* EXERCISE AIM
What lines of the material below hold the string "Clone"? Copy them out.

********************

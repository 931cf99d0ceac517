//! # Observability
//!
//! 可观测性模块：Tracing 初始化 + 对齐指标。
//!
//! ## 功能
//!
//! - Tracing 初始化 (JSON/Pretty/Compact 格式)
//! - 偏移估计与位姿对齐指标记录
//! - 运行统计聚合与摘要输出
//!
//! ## 使用示例
//!
//! ```ignore
//! use observability::{init_with_config, metrics, ObservabilityConfig};
//!
//! // 初始化
//! init_with_config(ObservabilityConfig::default())?;
//!
//! // 记录估计结果
//! let estimate = estimate_time_offset(&a, &b, &config.filtering)?;
//! metrics::record_estimate(&estimate);
//! ```

pub mod metrics;

use anyhow::{Context, Result};
use tracing_subscriber::{fmt, layer::SubscriberExt, util::SubscriberInitExt, EnvFilter, Layer};

// Re-exports
pub use crate::metrics::{
    record_alignment, record_estimate, record_failure, record_input, AlignmentStatsAggregator,
    AlignmentSummary, RunningStats, StatsSummary,
};

/// 使用默认配置初始化 Tracing
///
/// JSON 格式，支持 RUST_LOG 环境变量
pub fn init() -> Result<()> {
    init_with_config(ObservabilityConfig::default())
}

/// 可观测性配置
#[derive(Debug, Clone)]
pub struct ObservabilityConfig {
    /// 日志格式
    pub log_format: LogFormat,
    /// 默认日志级别 (RUST_LOG 未设置时生效)
    pub default_log_level: String,
}

impl Default for ObservabilityConfig {
    fn default() -> Self {
        Self {
            log_format: LogFormat::Json,
            default_log_level: "info".to_string(),
        }
    }
}

impl ObservabilityConfig {
    /// 由命令行 `-v` 次数与 `-q` 推导默认级别
    pub fn for_verbosity(log_format: LogFormat, verbose: u8, quiet: bool) -> Self {
        let level = match (quiet, verbose) {
            (true, _) => "warn",
            (false, 0) => "info",
            (false, 1) => "debug",
            (false, _) => "trace",
        };
        Self {
            log_format,
            default_log_level: level.to_string(),
        }
    }
}

/// 日志格式
#[derive(Debug, Clone, Copy, Default, PartialEq, Eq)]
pub enum LogFormat {
    /// JSON 结构化日志
    #[default]
    Json,
    /// 人类可读格式
    Pretty,
    /// 紧凑单行格式
    Compact,
}

/// 使用自定义配置初始化
///
/// 日志写入 stderr，stdout 只留给命令输出。
pub fn init_with_config(config: ObservabilityConfig) -> Result<()> {
    let filter = EnvFilter::try_from_default_env()
        .unwrap_or_else(|_| EnvFilter::new(&config.default_log_level));

    let fmt_layer = match config.log_format {
        LogFormat::Json => fmt::layer()
            .json()
            .with_writer(std::io::stderr)
            .with_target(true)
            .with_file(true)
            .with_line_number(true)
            .boxed(),
        LogFormat::Pretty => fmt::layer().pretty().with_writer(std::io::stderr).boxed(),
        LogFormat::Compact => fmt::layer().compact().with_writer(std::io::stderr).boxed(),
    };

    tracing_subscriber::registry()
        .with(fmt_layer)
        .with(filter)
        .try_init()
        .context("Failed to initialize tracing subscriber")?;

    tracing::debug!(
        log_format = ?config.log_format,
        level = %config.default_log_level,
        "Observability initialized"
    );

    Ok(())
}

********************

* ANSWER TO THIS TASK
#[derive(Debug, Clone)]
#[derive(Debug, Clone, Copy, Default, PartialEq, Eq)]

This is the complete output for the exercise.